(Stored data entries)
* * *

use once_cell::sync::Lazy;
use regex::Regex;
use std::collections::HashSet;

/// URL shape of a soundgasm audio page.
const HOST_PAGE_PATTERN: &str = r"https?://soundgasm\.net/u/[\w-]+/[\w-]+";

/// URL shape of a direct soundgasm media file.
pub(crate) const MEDIA_FILE_PATTERN: &str =
    r"https?://media\.soundgasm\.net/sounds/[A-Za-z0-9]+\.m4a";

/// URL shape of a reddit submission.
const REDDIT_POST_PATTERN: &str = r"https?://(?:www\.)?reddit\.com/r/\w+/comments/[\w-]+(?:/[\w-]*)?";

static HOST_PAGE: Lazy<Regex> =
    Lazy::new(|| Regex::new(&format!("(?i){HOST_PAGE_PATTERN}")).unwrap());

static HOST_PAGE_EXACT: Lazy<Regex> =
    Lazy::new(|| Regex::new(&format!("(?i)^{HOST_PAGE_PATTERN}$")).unwrap());

static HOST_USER: Lazy<Regex> =
    Lazy::new(|| Regex::new(r"(?i)https?://soundgasm\.net/u/([\w-]+)/").unwrap());

static MEDIA_FILE_EXACT: Lazy<Regex> =
    Lazy::new(|| Regex::new(&format!("(?i)^{MEDIA_FILE_PATTERN}$")).unwrap());

static REDDIT_POST_EXACT: Lazy<Regex> =
    Lazy::new(|| Regex::new(&format!("(?i)^{REDDIT_POST_PATTERN}$")).unwrap());

static REDDIT_ARTICLE: Lazy<Regex> =
    Lazy::new(|| Regex::new(r"(?i)reddit\.com/r/\w+/comments/([\w]+)").unwrap());

static PROFILE_NAME: Lazy<Regex> =
    Lazy::new(|| Regex::new(r"^(?:/?u/)?([\w-]{3,20})$").unwrap());

/// Pulls every soundgasm page link out of arbitrary text.
///
/// Matching substrings are returned verbatim, first occurrence wins, later
/// duplicates are dropped. Text with no links yields an empty vec.
pub(crate) fn extract_links(text: &str) -> Vec<String> {
    let mut seen: HashSet<&str> = HashSet::new();
    let mut links = Vec::new();
    for found in HOST_PAGE.find_iter(text) {
        let url = found.as_str();
        if seen.insert(url) {
            links.push(url.to_string());
        }
    }
    links
}

/// The performer handle inside a soundgasm page or media URL.
pub(crate) fn host_user(url: &str) -> Option<String> {
    HOST_USER
        .captures(url)
        .and_then(|caps| caps.get(1))
        .map(|user| user.as_str().to_string())
}

/// The base36 article id inside a reddit submission URL.
pub(crate) fn reddit_article(url: &str) -> Option<String> {
    REDDIT_ARTICLE
        .captures(url)
        .and_then(|caps| caps.get(1))
        .map(|id| id.as_str().to_lowercase())
}

/// One recognized entry from manual or file-based link input.
#[derive(Clone, Debug, PartialEq, Eq)]
pub(crate) enum ImportEntry {
    /// A bare reddit username whose feed should be scanned.
    Profile(String),
    /// A soundgasm page that needs resolution before download.
    HostPage(String),
    /// A direct media file, downloadable as-is.
    MediaLink(String),
    /// A reddit submission whose thread should be searched for links.
    RedditPost(String),
}

/// Classifies a single whitespace-separated import token, most specific
/// shape first. Tokens that match nothing are dropped by the caller.
pub(crate) fn parse_import_line(input: &str) -> Option<ImportEntry> {
    let token = input.trim();
    if token.is_empty() {
        return None;
    }

    if MEDIA_FILE_EXACT.is_match(token) {
        return Some(ImportEntry::MediaLink(token.to_string()));
    }
    if HOST_PAGE_EXACT.is_match(token) {
        return Some(ImportEntry::HostPage(token.to_string()));
    }
    if REDDIT_POST_EXACT.is_match(token) {
        return Some(ImportEntry::RedditPost(token.to_string()));
    }
    if let Some(caps) = PROFILE_NAME.captures(token) {
        return Some(ImportEntry::Profile(caps[1].to_string()));
    }

    None
}

#[cfg(test)]
mod tests {
    use super::*;

    #[test]
    fn finds_links_inside_markup() {
        let text = r#"<p>new audio <a href="https://soundgasm.net/u/velvet-voice/Midnight-Story">here</a>
            and a mirror at http://soundgasm.net/u/velvet-voice/Midnight-Story-mirror</p>"#;
        let links = extract_links(text);
        assert_eq!(
            links,
            vec![
                "https://soundgasm.net/u/velvet-voice/Midnight-Story".to_string(),
                "http://soundgasm.net/u/velvet-voice/Midnight-Story-mirror".to_string(),
            ]
        );
    }

    #[test]
    fn duplicate_links_collapse_to_one() {
        let url = "https://soundgasm.net/u/someone/repeat-me";
        let text = format!("{url} again {url} and once more {url}");
        assert_eq!(extract_links(&text), vec![url.to_string()]);
    }

    #[test]
    fn foreign_hosts_are_ignored() {
        let text = "https://example.com/u/no/thanks https://media.soundgasm.net/sounds/abc123.m4a";
        assert!(extract_links(text).is_empty());
    }

    #[test]
    fn garbage_input_yields_nothing() {
        assert!(extract_links("").is_empty());
        assert!(extract_links("https://soundgasm.net/u/orphaned").is_empty());
        assert!(extract_links("\u{0}\u{1}<<<>>>").is_empty());
    }

    #[test]
    fn host_match_is_case_insensitive_and_verbatim() {
        let text = "HTTPS://SOUNDGASM.NET/u/Loud/Voice";
        assert_eq!(extract_links(text), vec![text.to_string()]);
    }

    #[test]
    fn pulls_performer_from_page_url() {
        assert_eq!(
            host_user("https://soundgasm.net/u/velvet-voice/Midnight-Story"),
            Some("velvet-voice".to_string())
        );
        assert_eq!(host_user("https://example.com/u/velvet-voice/x"), None);
    }

    #[test]
    fn pulls_article_id_from_post_url() {
        assert_eq!(
            reddit_article("https://www.reddit.com/r/audiodrama/comments/1abc2d/a_title_slug/"),
            Some("1abc2d".to_string())
        );
    }

    #[test]
    fn classifies_each_import_shape() {
        assert_eq!(
            parse_import_line("  velvet-voice "),
            Some(ImportEntry::Profile("velvet-voice".to_string()))
        );
        assert_eq!(
            parse_import_line("u/velvet-voice"),
            Some(ImportEntry::Profile("velvet-voice".to_string()))
        );
        assert_eq!(
            parse_import_line("https://soundgasm.net/u/velvet-voice/Midnight-Story"),
            Some(ImportEntry::HostPage(
                "https://soundgasm.net/u/velvet-voice/Midnight-Story".to_string()
            ))
        );
        assert_eq!(
            parse_import_line("https://media.soundgasm.net/sounds/f00ba4.m4a"),
            Some(ImportEntry::MediaLink(
                "https://media.soundgasm.net/sounds/f00ba4.m4a".to_string()
            ))
        );
        assert_eq!(
            parse_import_line("https://reddit.com/r/audiodrama/comments/1abc2d/slug"),
            Some(ImportEntry::RedditPost(
                "https://reddit.com/r/audiodrama/comments/1abc2d/slug".to_string()
            ))
        );
        assert_eq!(parse_import_line("ftp://soundgasm.net/u/a/b"), None);
        assert_eq!(parse_import_line(""), None);
    }
}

* * *

** TRY IT **
Tell how many lines of the data include the word "audiodrama", and nothing else.

** SOLUTION FOR THIS PROBLEM **
3